Up the River
Can Amazon afford the interest payments on its convertible bonds? Not unless its cash flow or stock price improves, or it finds alternative financing.
The company issued one bond in January 1999 for $1.25 billion at 4.75 percent and another last February for 690 million euros at 6.75 percent. For the first issue, the conversion price was set at $78 when the stock was trading at around $60. By the time of the second issue, Amazon’s stock was trading at around $76. The euro bonds have a higher conversion premium–about 36 percent, which puts the conversion price at 104.9 euros (about $102 at the time). This includes a higher rate and a reset feature. On the first two anniversaries of the pricing date, if the stock is below the issue price, the company must reset the conversion price down–to a minimum of 84.9 euros ($72.40 as of October 30)–keeping the conversion within reach for investors.
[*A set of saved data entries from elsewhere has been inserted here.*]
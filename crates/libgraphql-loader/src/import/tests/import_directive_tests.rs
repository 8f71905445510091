use crate::import::ImportDirective;
use crate::import::ImportError;
use crate::import::scan_import_directives;
use std::path::Path;
use std::path::PathBuf;

#[test]
fn finds_double_and_single_quoted_directives() {
    let source = "#import \"./a.graphql\"\n\
                  query Q { ...A ...B }\n\
                  #import './b.graphql'\n";

    assert_eq!(scan_import_directives(source, None).unwrap(), vec![
        ImportDirective { import_spec: "./a.graphql".to_string(), line: 1 },
        ImportDirective { import_spec: "./b.graphql".to_string(), line: 3 },
    ]);
}

#[test]
fn ordinary_comments_are_not_directives() {
    let source = "# import \"./spaced.graphql\"\n\
                  #important: read this\n\
                  #\n  \
                  #import \"./indented.graphql\"\n\
                  query Q { id } # import \"./trailing.graphql\"\n";

    assert!(scan_import_directives(source, None).unwrap().is_empty());
}

#[test]
fn tolerates_surrounding_whitespace_and_crlf() {
    let source = "#import   \"./a.graphql\"  \r\nquery Q { id }\r\n";
    assert_eq!(scan_import_directives(source, None).unwrap(), vec![
        ImportDirective { import_spec: "./a.graphql".to_string(), line: 1 },
    ]);
}

#[test]
fn rejects_unquoted_paths() {
    let err = scan_import_directives(
        "query Q { id }\n#import ./a.graphql\n",
        Some(Path::new("/app/main.graphql")),
    ).unwrap_err();

    assert_eq!(err, ImportError::MalformedImportDirective {
        file: Some(PathBuf::from("/app/main.graphql")),
        line: 2,
        text: "#import ./a.graphql".to_string(),
    });
}

#[test]
fn rejects_mismatched_empty_and_trailing_quotes() {
    for line in [
        "#import",
        "#import \"./a.graphql'",
        "#import \"\"",
        "#import \"./a.graphql\" extra",
        "#import \"a\" \"b\"",
    ] {
        let result = scan_import_directives(line, None);
        assert!(
            matches!(result, Err(ImportError::MalformedImportDirective { .. })),
            "expected `{line}` to be rejected, got {result:?}",
        );
    }
}

#[test]
fn a_malformed_directive_fails_the_whole_file() {
    let source = "#import \"./good.graphql\"\n#import bad\n";
    assert!(scan_import_directives(source, None).is_err());
}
“Amazon said, pay us a high premium and, in return, if the stock doesn’t do well, we’ll reset the price,” says one investor who asked not to be identified.
But even if Amazon resets the price, conversion is so far away at the stock’s current price of $33 that it could face interest payments for much longer than it originally anticipated. So if the company’s prospects don’t improve soon, which requires a very merry Christmas season, Amazon may have to seek alternative financing from private investors, or face a default on the bonds. At that point, its only choice would be to take drastic measures and increase the number of shares available for conversion. That would wipe out the debt, staving off bankruptcy, but hugely dilute shareholder value. –H.R.